**RECORDS FOR THE TASK:**

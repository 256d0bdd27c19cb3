//! Scene description: spheres, point lights and an optional checkerboard floor.
//!
//! A scene is built once before rendering and is read-only afterwards. All
//! values are stored in the back-end's scalar type, so the fixed-point path
//! never touches floats after construction.

use qtrace_math::{Interval, Scalar, Vec3};
use thiserror::Error;

use crate::material::Material;

/// Errors raised while validating a scene.
#[derive(Error, Debug, Clone, PartialEq)]
pub enum SceneError {
    #[error("sphere {index} has non-positive radius {radius}")]
    NonPositiveRadius { index: usize, radius: f32 },

    #[error("light {index} has non-positive intensity {intensity}")]
    NonPositiveIntensity { index: usize, intensity: f32 },

    #[error("sphere {index} has non-positive refractive index {refractive_index}")]
    NonPositiveRefractiveIndex { index: usize, refractive_index: f32 },

    #[error("{what} {index} at distance {distance} is outside the {backend} range (limit {limit})")]
    OutOfRange {
        what: &'static str,
        index: usize,
        distance: f64,
        limit: f64,
        backend: &'static str,
    },
}

pub type SceneResult<T> = Result<T, SceneError>;

/// A sphere primitive.
#[derive(Clone, Copy, Debug, PartialEq)]
pub struct Sphere<S> {
    pub center: Vec3<S>,
    pub radius: S,
    pub material: Material<S>,
}

impl<S: Scalar> Sphere<S> {
    pub fn new(center: Vec3<S>, radius: S, material: Material<S>) -> Self {
        Self {
            center,
            radius,
            material,
        }
    }
}

/// A point light.
#[derive(Clone, Copy, Debug, PartialEq)]
pub struct Light<S> {
    pub position: Vec3<S>,
    pub intensity: S,
}

impl<S: Scalar> Light<S> {
    pub fn new(position: Vec3<S>, intensity: S) -> Self {
        Self {
            position,
            intensity,
        }
    }
}

/// Horizontal checkerboard plane, clipped to a rectangle.
///
/// The bounds and colors are fixed configuration, not derived from the rest
/// of the scene.
#[derive(Clone, Copy, Debug, PartialEq)]
pub struct CheckerFloor<S> {
    /// Plane height (y coordinate)
    pub height: S,
    /// Open range of x where the floor exists
    pub x_bounds: Interval<S>,
    /// Open range of z where the floor exists
    pub z_bounds: Interval<S>,
    /// World units to checker cells
    pub cell_scale: S,
    /// Added to x before truncation so cells do not mirror around x = 0
    pub x_offset: S,
    pub odd_color: Vec3<S>,
    pub even_color: Vec3<S>,
}

impl<S: Scalar> Default for CheckerFloor<S> {
    fn default() -> Self {
        Self {
            height: S::from_int(-4),
            x_bounds: Interval::from_f32(-10.0, 10.0),
            z_bounds: Interval::from_f32(-30.0, -10.0),
            cell_scale: S::HALF,
            x_offset: S::from_int(1000),
            odd_color: Vec3::from_f32(0.3, 0.3, 0.3),
            even_color: Vec3::from_f32(0.3, 0.2, 0.1),
        }
    }
}

impl<S: Scalar> CheckerFloor<S> {
    /// Whether a point on the plane lies inside the visible rectangle.
    pub fn in_bounds(&self, point: Vec3<S>) -> bool {
        self.x_bounds.surrounds(point.x) && self.z_bounds.surrounds(point.z)
    }

    /// Checker color at a point on the plane.
    pub fn color_at(&self, point: Vec3<S>) -> Vec3<S> {
        let cx = (point.x * self.cell_scale + self.x_offset).to_int();
        let cz = (point.z * self.cell_scale).to_int();
        if cx.wrapping_add(cz) & 1 == 1 {
            self.odd_color
        } else {
            self.even_color
        }
    }

    /// Material synthesized for a hit at `point`.
    pub fn material_at(&self, point: Vec3<S>) -> Material<S> {
        Material::matte(self.color_at(point))
    }
}

/// Immutable collection of everything the tracer can hit or be lit by.
#[derive(Clone, Debug, PartialEq)]
pub struct Scene<S> {
    spheres: Vec<Sphere<S>>,
    lights: Vec<Light<S>>,
    floor: Option<CheckerFloor<S>>,
}

impl<S: Scalar> Scene<S> {
    /// Build a scene without a floor, validating every primitive.
    pub fn new(spheres: Vec<Sphere<S>>, lights: Vec<Light<S>>) -> SceneResult<Self> {
        let scene = Self {
            spheres,
            lights,
            floor: None,
        };
        scene.validate()?;
        Ok(scene)
    }

    /// Add (or replace) the checkerboard floor.
    pub fn with_floor(mut self, floor: CheckerFloor<S>) -> Self {
        self.floor = Some(floor);
        self
    }

    /// The fixed demo scene: ivory, glass, red rubber and mirror spheres,
    /// three lights and the checker floor.
    pub fn reference() -> Self {
        let spheres = vec![
            Sphere::new(Vec3::from_f32(-3.0, 0.0, -16.0), S::from_int(2), Material::ivory()),
            Sphere::new(Vec3::from_f32(-1.0, -1.5, -12.0), S::from_int(2), Material::glass()),
            Sphere::new(Vec3::from_f32(1.5, -0.5, -18.0), S::from_int(3), Material::red_rubber()),
            Sphere::new(Vec3::from_f32(7.0, 5.0, -18.0), S::from_int(4), Material::mirror()),
        ];
        let lights = vec![
            Light::new(Vec3::from_f32(-20.0, 20.0, 20.0), S::from_f32(1.5)),
            Light::new(Vec3::from_f32(30.0, 50.0, -25.0), S::from_f32(1.8)),
            Light::new(Vec3::from_f32(30.0, 20.0, 30.0), S::from_f32(1.7)),
        ];
        log::debug!(
            "Built reference scene ({} back-end): {} spheres, {} lights",
            S::NAME,
            spheres.len(),
            lights.len()
        );
        Self {
            spheres,
            lights,
            floor: Some(CheckerFloor::default()),
        }
    }

    pub fn spheres(&self) -> &[Sphere<S>] {
        &self.spheres
    }

    pub fn lights(&self) -> &[Light<S>] {
        &self.lights
    }

    pub fn floor(&self) -> Option<&CheckerFloor<S>> {
        self.floor.as_ref()
    }

    /// Largest squared distance from the origin a center or light may have.
    ///
    /// Keeping every position below this bound guarantees that the difference
    /// of any two positions still has a representable squared length.
    pub fn position_limit() -> f64 {
        S::MAX_MAGNITUDE / 4.0
    }

    /// Check radii, intensities, refractive indices and coordinate range.
    pub fn validate(&self) -> SceneResult<()> {
        let limit = Self::position_limit();

        for (index, sphere) in self.spheres.iter().enumerate() {
            if sphere.radius <= S::ZERO {
                return Err(SceneError::NonPositiveRadius {
                    index,
                    radius: sphere.radius.to_f32(),
                });
            }
            if sphere.material.refractive_index <= S::ZERO {
                return Err(SceneError::NonPositiveRefractiveIndex {
                    index,
                    refractive_index: sphere.material.refractive_index.to_f32(),
                });
            }
            let r = f64::from(sphere.radius.to_f32());
            check_range("sphere", index, sphere.center, r * r, limit)?;
        }

        for (index, light) in self.lights.iter().enumerate() {
            if light.intensity <= S::ZERO {
                return Err(SceneError::NonPositiveIntensity {
                    index,
                    intensity: light.intensity.to_f32(),
                });
            }
            check_range("light", index, light.position, 0.0, limit)?;
        }

        Ok(())
    }
}

fn check_range<S: Scalar>(
    what: &'static str,
    index: usize,
    position: Vec3<S>,
    extra: f64,
    limit: f64,
) -> SceneResult<()> {
    let distance = position
        .to_f32_array()
        .iter()
        .map(|c| f64::from(*c) * f64::from(*c))
        .sum::<f64>()
        + extra;
    if distance >= limit {
        return Err(SceneError::OutOfRange {
            what,
            index,
            distance,
            limit,
            backend: S::NAME,
        });
    }
    Ok(())
}

#[cfg(test)]
mod tests {
    use super::*;
    use qtrace_math::Fixed;

    #[test]
    fn test_reference_scene_layout() {
        let scene = Scene::<f32>::reference();
        assert_eq!(scene.spheres().len(), 4);
        assert_eq!(scene.lights().len(), 3);
        assert!(scene.floor().is_some());
        assert_eq!(scene.spheres()[1].material, Material::glass());
    }

    #[test]
    fn test_reference_scene_is_valid_on_both_backends() {
        assert_eq!(Scene::<f32>::reference().validate(), Ok(()));
        assert_eq!(Scene::<Fixed>::reference().validate(), Ok(()));
    }

    #[test]
    fn test_rejects_non_positive_radius() {
        let sphere = Sphere::new(Vec3::<f32>::ZERO, 0.0, Material::default());
        let err = Scene::new(vec![sphere], vec![]).unwrap_err();
        assert_eq!(err, SceneError::NonPositiveRadius { index: 0, radius: 0.0 });
    }

    #[test]
    fn test_rejects_non_positive_intensity() {
        let light = Light::new(Vec3::<Fixed>::ZERO, Fixed::from_int(-1));
        let err = Scene::new(vec![], vec![light]).unwrap_err();
        assert!(matches!(err, SceneError::NonPositiveIntensity { index: 0, .. }));
    }

    #[test]
    fn test_rejects_non_positive_refractive_index() {
        let mut material = Material::<f32>::glass();
        material.refractive_index = 0.0;
        let sphere = Sphere::new(Vec3::new(0.0, 0.0, -5.0), 1.0, material);
        let err = Scene::new(vec![sphere], vec![]).unwrap_err();
        assert!(matches!(err, SceneError::NonPositiveRefractiveIndex { index: 0, .. }));
    }

    #[test]
    fn test_fixed_range_is_enforced() {
        // Fine for f32, but 100^2 is beyond what Q16.16 can difference safely.
        let light = Light::new(Vec3::from_f32(100.0, 0.0, 0.0), 1.0);
        assert!(Scene::<f32>::new(vec![], vec![light]).is_ok());

        let light = Light::new(Vec3::<Fixed>::from_f32(100.0, 0.0, 0.0), Fixed::ONE);
        let err = Scene::new(vec![], vec![light]).unwrap_err();
        assert!(matches!(err, SceneError::OutOfRange { what: "light", backend: "fixed", .. }));
        assert!(err.to_string().contains("fixed range"));
    }

    #[test]
    fn test_with_floor() {
        let scene = Scene::<f32>::new(vec![], vec![]).unwrap();
        assert!(scene.floor().is_none());
        let scene = scene.with_floor(CheckerFloor::default());
        assert_eq!(scene.floor().map(|f| f.height), Some(-4.0));
    }

    #[test]
    fn test_checker_bounds_are_exclusive() {
        let floor = CheckerFloor::<f32>::default();
        assert!(floor.in_bounds(Vec3::new(0.0, -4.0, -20.0)));
        assert!(!floor.in_bounds(Vec3::new(10.0, -4.0, -20.0)));
        assert!(!floor.in_bounds(Vec3::new(-10.0, -4.0, -20.0)));
        assert!(!floor.in_bounds(Vec3::new(0.0, -4.0, -10.0)));
        assert!(!floor.in_bounds(Vec3::new(0.0, -4.0, -30.0)));
    }

    fn check_checker_colors<S: Scalar>() {
        let floor = CheckerFloor::<S>::default();
        // x: trunc(0.5 * 0.5 + 1000) = 1000, z: trunc(0.5 * -20.5) = -10 -> even
        let even = floor.color_at(Vec3::from_f32(0.5, -4.0, -20.5));
        // x: trunc(0.5 * 2.5 + 1000) = 1001 -> odd
        let odd = floor.color_at(Vec3::from_f32(2.5, -4.0, -20.5));
        assert_eq!(even, floor.even_color);
        assert_eq!(odd, floor.odd_color);

        let material = floor.material_at(Vec3::from_f32(2.5, -4.0, -20.5));
        assert_eq!(material.diffuse_color, floor.odd_color);
        assert_eq!(material.specular_exponent, 0);
        assert_eq!(material.albedo.x, S::ONE);
    }

    #[test]
    fn test_checker_colors_both_backends() {
        check_checker_colors::<f32>();
        check_checker_colors::<Fixed>();
    }

    #[test]
    fn test_checker_parity_truncates_negative_z_toward_zero() {
        let floor = CheckerFloor::<f32>::default();
        // trunc(-10.25) = -10 and trunc(-10.75) = -10: same cell.
        let a = floor.color_at(Vec3::new(0.5, -4.0, -20.5));
        let b = floor.color_at(Vec3::new(0.5, -4.0, -21.5));
        assert_eq!(a, b);
    }
}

**ASSIGNMENT:** Up to and including the line with "has non-positive intensity", repeat the entries exactly, beginning at their first line.

**COMPLETED EXERCISE:**
repository 256d0bdd27c19cb3
//! Scene description: spheres, point lights and an optional checkerboard floor.
//!
//! A scene is built once before rendering and is read-only afterwards. All
//! values are stored in the back-end's scalar type, so the fixed-point path
//! never touches floats after construction.

use qtrace_math::{Interval, Scalar, Vec3};
use thiserror::Error;

use crate::material::Material;

/// Errors raised while validating a scene.
#[derive(Error, Debug, Clone, PartialEq)]
pub enum SceneError {
    #[error("sphere {index} has non-positive radius {radius}")]
    NonPositiveRadius { index: usize, radius: f32 },

    #[error("light {index} has non-positive intensity {intensity}")]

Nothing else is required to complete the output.